╔══
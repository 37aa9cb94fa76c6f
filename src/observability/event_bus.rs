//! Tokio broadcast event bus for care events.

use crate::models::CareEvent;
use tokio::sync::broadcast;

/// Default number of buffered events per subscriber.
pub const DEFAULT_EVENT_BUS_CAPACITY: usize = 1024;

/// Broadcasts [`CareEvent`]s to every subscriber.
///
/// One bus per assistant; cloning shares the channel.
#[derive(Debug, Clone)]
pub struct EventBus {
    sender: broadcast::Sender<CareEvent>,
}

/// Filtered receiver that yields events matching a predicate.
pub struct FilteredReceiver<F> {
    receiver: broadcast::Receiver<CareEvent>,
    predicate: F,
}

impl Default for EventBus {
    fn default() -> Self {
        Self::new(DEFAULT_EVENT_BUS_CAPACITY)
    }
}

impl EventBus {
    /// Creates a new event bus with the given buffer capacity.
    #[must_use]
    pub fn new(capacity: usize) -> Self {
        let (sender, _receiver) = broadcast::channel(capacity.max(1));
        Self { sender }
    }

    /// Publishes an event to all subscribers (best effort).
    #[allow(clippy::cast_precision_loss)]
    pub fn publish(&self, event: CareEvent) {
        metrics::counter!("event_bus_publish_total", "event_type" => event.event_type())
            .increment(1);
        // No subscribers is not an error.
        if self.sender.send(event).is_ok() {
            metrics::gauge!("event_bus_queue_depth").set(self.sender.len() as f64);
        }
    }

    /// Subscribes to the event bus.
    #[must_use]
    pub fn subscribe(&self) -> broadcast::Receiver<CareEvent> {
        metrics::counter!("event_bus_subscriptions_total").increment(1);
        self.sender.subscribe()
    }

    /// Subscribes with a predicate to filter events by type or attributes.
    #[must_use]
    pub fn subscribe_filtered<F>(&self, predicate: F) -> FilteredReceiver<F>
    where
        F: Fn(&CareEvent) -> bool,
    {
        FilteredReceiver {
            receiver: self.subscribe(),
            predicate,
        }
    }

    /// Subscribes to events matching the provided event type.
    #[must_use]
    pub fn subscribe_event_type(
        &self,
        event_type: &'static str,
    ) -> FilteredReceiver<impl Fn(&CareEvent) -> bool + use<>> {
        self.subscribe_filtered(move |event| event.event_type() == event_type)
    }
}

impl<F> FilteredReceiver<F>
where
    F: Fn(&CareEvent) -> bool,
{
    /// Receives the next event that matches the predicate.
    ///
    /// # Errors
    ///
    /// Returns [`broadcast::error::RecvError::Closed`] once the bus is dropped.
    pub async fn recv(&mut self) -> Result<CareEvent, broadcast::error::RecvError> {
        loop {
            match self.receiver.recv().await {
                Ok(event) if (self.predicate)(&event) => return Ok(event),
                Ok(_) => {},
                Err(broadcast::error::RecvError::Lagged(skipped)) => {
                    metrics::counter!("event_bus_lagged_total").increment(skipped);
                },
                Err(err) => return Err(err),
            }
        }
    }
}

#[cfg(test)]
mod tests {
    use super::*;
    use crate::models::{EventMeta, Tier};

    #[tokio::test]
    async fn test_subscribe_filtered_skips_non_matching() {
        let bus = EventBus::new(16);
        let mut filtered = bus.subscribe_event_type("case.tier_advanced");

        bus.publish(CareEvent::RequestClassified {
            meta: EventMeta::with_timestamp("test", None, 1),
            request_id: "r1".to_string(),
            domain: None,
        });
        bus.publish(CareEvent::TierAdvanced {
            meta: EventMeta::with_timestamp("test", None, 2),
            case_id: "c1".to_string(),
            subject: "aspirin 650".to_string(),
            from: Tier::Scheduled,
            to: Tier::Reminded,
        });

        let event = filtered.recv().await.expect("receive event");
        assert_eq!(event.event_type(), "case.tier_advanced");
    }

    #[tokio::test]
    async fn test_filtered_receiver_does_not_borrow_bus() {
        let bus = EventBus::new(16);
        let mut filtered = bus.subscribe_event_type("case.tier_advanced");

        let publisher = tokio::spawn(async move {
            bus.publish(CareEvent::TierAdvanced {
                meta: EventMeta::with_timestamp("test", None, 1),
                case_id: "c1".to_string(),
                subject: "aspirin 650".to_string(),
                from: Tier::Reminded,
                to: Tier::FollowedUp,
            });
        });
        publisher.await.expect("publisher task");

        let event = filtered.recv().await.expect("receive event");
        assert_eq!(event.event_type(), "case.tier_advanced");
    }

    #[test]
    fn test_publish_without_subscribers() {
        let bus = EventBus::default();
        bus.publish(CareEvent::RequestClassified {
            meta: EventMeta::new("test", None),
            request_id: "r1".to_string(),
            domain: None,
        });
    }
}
╚══
◆ Problem
What lines in the data above carry "aspirin"? Return them all.

◆ Answer to this problem
            subject: "aspirin 650".to_string(),
                subject: "aspirin 650".to_string(),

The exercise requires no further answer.